I don’t understand why taking care of myself is so hard. It seems backwards that making sure I am okay is something that most of us struggle with. It seems so…wrong, somehow, to struggle with taking care. Shouldn’t making sure that we are okay just come naturally? Maybe I’m missing something.
To consider daily tasks, like brushing my hair, brushing my teeth, feeding myself, getting dressed, and doing things I enjoy, somehow, for some reason, takes a lot of effort. And I don’t even necessarily mean when I’m feeling depressed. That I can understand faltering on taking care. I’m talking about just day-to-day functioning.
Waking up in the morning, and seeing the day before me, the task before me, as Herculean. Seeing just taking my meds, or brushing my teeth, or getting dressed, as tasks that will require all of my physical and mental strength, and leave me wondering if I will have any strength left for anything else after the first task is finally completed. How will I ever make it to brush my teeth now that I’ve taken my meds? How will I find the strength to shower now that I’ve brushed my teeth? How will I find it in me to feed myself now that I’m showered and dressed? How will I do what needs to be done for myself? How will I be kind to myself? How will I take care of myself all day today? Can I do it?
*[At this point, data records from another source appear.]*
impl<'e, 'l> Resolver<'e, 'l> {
  /// Create a resolver over the given state.
  pub fn new(env: &'e mut ModuleEnv<'l>) -> Self {
    Resolver { env, expanding: vec![] }
  }

  /// The underlying resolver state.
  pub(crate) fn env(&mut self) -> &mut ModuleEnv<'l> { self.env }

  /// Resolve every type declaration, constant and function signature in
  /// the unit. At most one error is reported per declaration; a failing
  /// declaration is skipped and the rest continue.
  pub fn resolve_all(&mut self, unit: &ast::SourceFile) -> Vec<Error> {
    let mut errors = vec![];
    for decl in &unit.decls {
      if let ast::Decl::Type(d) = &decl.k {
        let name = NameId::new(self.env.module, d.name);
        if let Err(e) = self.expand_type_name(name, decl.span, 0) {
          errors.push(e)
        }
      }
    }
    for decl in &unit.decls {
      if let ast::Decl::Const(d) = &decl.k {
        let name = NameId::new(self.env.module, d.name);
        if let Err(e) = ConstEvaluator::new(self.env).evaluate_name(name, &d.value) {
          errors.push(e)
        }
      }
    }
    for decl in &unit.decls {
      if let ast::Decl::Fun(d) = &decl.k {
        match self.resolve_signature(d) {
          Ok(ty) => {
            let name = NameId::new(self.env.module, d.name);
            if let Some(Entity::Fun(f)) = self.env.names.get_mut(&name) {
              f.ty = Some(ty)
            }
          }
          Err(e) => errors.push(e),
        }
      }
    }
    errors
  }

  /// Resolve the signature of a function or method declaration.
  pub(crate) fn resolve_signature(&mut self, d: &ast::FunDecl) -> Result<Type> {
    let params = d.params.iter()
      .map(|p| Ok(self.resolve_type(&p.ty)?.0))
      .collect::<Result<Vec<_>>>()?;
    let (ret, _) = self.resolve_type(&d.ret)?;
    Ok(match &d.kind {
      ast::FunKind::Function => Type::function(&ret, &params),
      ast::FunKind::Method(recv) => {
        let recv = recv.as_ref()
          .map(|ut| Ok::<_, Error>(self.resolve_type(ut)?.0))
          .transpose()?;
        Type::method(recv.as_ref(), &ret, &params)
      }
    })
  }

  /// Resolve a type annotation to canonical structural form, with the
  /// constraint block it inherits from named components.
  pub fn resolve_type(&mut self, ut: &UnresolvedType) -> Result<(Type, Option<Block>)> {
    let (ty, c) = self.expand(ut, 0)?;
    let ty = if self.expanding.iter().any(|&(n, _)| ty.mentions(n)) {
      ty
    } else if ty.is_closed() {
      crate::algebra::minimise(&ty)
    } else {
      ty
    };
    Ok((ty, c))
  }

  /// Expand the named type declaration: the cycle-tolerant walk.
  pub(crate) fn expand_type_name(&mut self, name: NameId, span: FileSpan, guards: usize,
  ) -> Result<(Type, Option<Block>)> {
    // An in-progress name resolves to its own placeholder, which is what
    // makes recursive declarations terminate; but only behind a guarding
    // constructor.
    if let Some(&(_, at)) = self.expanding.iter().rev().find(|&&(n, _)| n == name) {
      if at == guards {
        return err(ErrorKind::CyclicType(name.name), span)
      }
      trace!("recursive reference to {name}");
      return Ok((Type::nominal(name), None))
    }
    if let Some((ty, c)) = self.env.type_of(name) {
      return Ok((ty, c))
    }
    if name.module != self.env.module {
      return err(ErrorKind::Resolve(name.to_string()), span)
    }
    let (ut, pred) = match self.env.names.get(&name) {
      Some(Entity::Type(TypeTc::Unresolved { ty, constraint })) =>
        (ty.clone(), constraint.clone()),
      Some(Entity::Type(TypeTc::Resolved(..))) => return Err(InternalFailure {
        msg: format!("type `{name}` resolved but missed the cache"),
        span,
      }.into()),
      Some(Entity::Const(_)) => return err(ErrorKind::InvalidConstantAsType(name), span),
      Some(Entity::Fun(_)) => return err(ErrorKind::InvalidFunctionAsType(name), span),
      None => return err(ErrorKind::Resolve(name.to_string()), span),
    };
    debug!("expanding type {name}");
    self.expanding.push((name, guards));
    let res = self.expand(&ut, guards);
    self.expanding.pop();
    let (mut ty, mut constraint) = res?;
    if ty.mentions(name) {
      ty = ty.close_nominal(name).expect("mentions implies an occurrence");
      // The constraint block captured placeholder types before the knot
      // was tied; give it one unrolling of the recursion.
      if let Some(c) = &constraint {
        constraint = Some(c.substitute_type(name, &ty))
      }
    }
    let open = self.expanding.iter().any(|&(n, _)| ty.mentions(n));
    if !open && ty.is_closed() {
      ty = crate::algebra::minimise(&ty)
    }
    if let Some(p) = &pred {
      let msg = format!("type constraint not satisfied ({})", name.name);
      let own = build_il::lower_constraint(self, p, &msg)?;
      constraint = Some(match constraint {
        Some(mut c) => { c.append(own); c }
        None => own,
      });
    }
    if !open {
      self.env.names.insert(name,
        Entity::Type(TypeTc::Resolved(ty.clone(), constraint.clone())));
    }
    Ok((ty, constraint))
  }

  /// Structurally expand an unresolved type. `guards` counts the guarding
  /// constructors entered on the current path; a recursive reference is
  /// only legal if the count grew since the declaration was entered.
  fn expand(&mut self, ut: &UnresolvedType, guards: usize) -> Result<(Type, Option<Block>)> {
    let span = ut.span;
    Ok(match &ut.k {
      UnresolvedTypeKind::Void => (Type::void(), None),
      UnresolvedTypeKind::Any => (Type::any(), None),
      UnresolvedTypeKind::Null => (Type::null(), None),
      UnresolvedTypeKind::Bool => (Type::bool(), None),
      UnresolvedTypeKind::Byte => (Type::byte(), None),
      UnresolvedTypeKind::Char => (Type::char(), None),
      UnresolvedTypeKind::Int => (Type::int(), None),
      UnresolvedTypeKind::Real => (Type::real(), None),
      UnresolvedTypeKind::Str => (Type::string(), None),
      UnresolvedTypeKind::Named(m, s) => {
        let Some(name) = self.env.resolve_name(*m, *s) else {
          return err(ErrorKind::Resolve(s.to_string()), span)
        };
        return self.expand_type_name(name, span, guards)
      }
      UnresolvedTypeKind::List(t) => {
        let (et, ec) = self.expand(t, guards + 1)?;
        (Type::list(&et), ec.map(|c| iterate_constraint(&c)))
      }
      UnresolvedTypeKind::Set(t) => {
        let (et, ec) = self.expand(t, guards + 1)?;
        (Type::set(&et), ec.map(|c| iterate_constraint(&c)))
      }
      UnresolvedTypeKind::Dict(k, v) => {
        let (kt, kc) = self.expand(k, guards + 1)?;
        let (vt, vc) = self.expand(v, guards + 1)?;
        (Type::dict(&kt, &vt), dict_constraint(kc.as_ref(), vc.as_ref()))
      }
      UnresolvedTypeKind::Tuple(ts) => {
        let mut tys = vec![];
        let mut parts = vec![];
        for (i, t) in ts.iter().enumerate() {
          let (et, ec) = self.expand(t, guards + 1)?;
          tys.push(et);
          if let Some(c) = ec {
            parts.push(index_constraint(u32::try_from(i).expect("tuple arity"), &c))
          }
        }
        (Type::tuple(&tys), concat_constraints(parts))
      }
      UnresolvedTypeKind::Record { open, fields } => {
        let mut tys = vec![];
        let mut parts = vec![];
        for (fname, t) in fields {
          let (et, ec) = self.expand(t, guards + 1)?;
          tys.push((*fname, et));
          if let Some(c) = ec {
            parts.push(field_constraint(*fname, &c))
          }
        }
        (Type::record(*open, &tys), concat_constraints(parts))
      }
      UnresolvedTypeKind::Union(ts) => {
        let branches = ts.iter()
          .map(|t| self.expand(t, guards + 1))
          .collect::<Result<Vec<_>>>()?;
        let ty = Type::union(&branches.iter().map(|(t, _)| t.clone()).collect::<Vec<_>>());
        (ty, union_constraint(&branches))
      }
      // A negation carries no constraint block of its own: its runtime
      // meaning is wholly in the type test.
      UnresolvedTypeKind::Negation(t) => {
        let (et, _) = self.expand(t, guards)?;
        (Type::negation(&et), None)
      }
      UnresolvedTypeKind::Fun { ret, params } => {
        let (rt, _) = self.expand(ret, guards)?;
        let pts = params.iter()
          .map(|t| Ok(self.expand(t, guards)?.0))
          .collect::<Result<Vec<_>>>()?;
        (Type::function(&rt, &pts), None)
      }
      UnresolvedTypeKind::Meth { receiver, ret, params } => {
        let recv = receiver.as_ref()
          .map(|t| Ok::<_, Error>(self.expand(t, guards)?.0))
          .transpose()?;
        let (rt, _) = self.expand(ret, guards)?;
        let pts = params.iter()
          .map(|t| Ok(self.expand(t, guards)?.0))
          .collect::<Result<Vec<_>>>()?;
        (Type::method(recv.as_ref(), &rt, &pts), None)
      }
      UnresolvedTypeKind::Process(t) => {
        let (et, _) = self.expand(t, guards + 1)?;
        (Type::process(&et), None)
      }
      UnresolvedTypeKind::Ref(t) => {
        let (et, _) = self.expand(t, guards + 1)?;
        (Type::reference(&et), None)
      }
    })
  }
}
I don’t understand why this is so hard? Why is taking care of myself so hard? Why is being kind to myself so hard? Shouldn’t being kind to yourself be easier? Shouldn’t taking care of myself come naturally? I get that I wasn’t taught to be kind to myself, and I wasn’t taught to take care of myself, but I know now. And I find it really hard.
Is it just me? Are others able to take care of themselves with ease? Do others find it hard to take care of themselves?
Leaving myself to the day and just letting things be is super easy but nothing gets accomplished; not getting dressed, not eating, not nothing.
Making sure that I am clean and dressed and fed and able to face the day and accomplish things shouldn’t be so hard. Why is it so hard?
Anyone know? Anyone?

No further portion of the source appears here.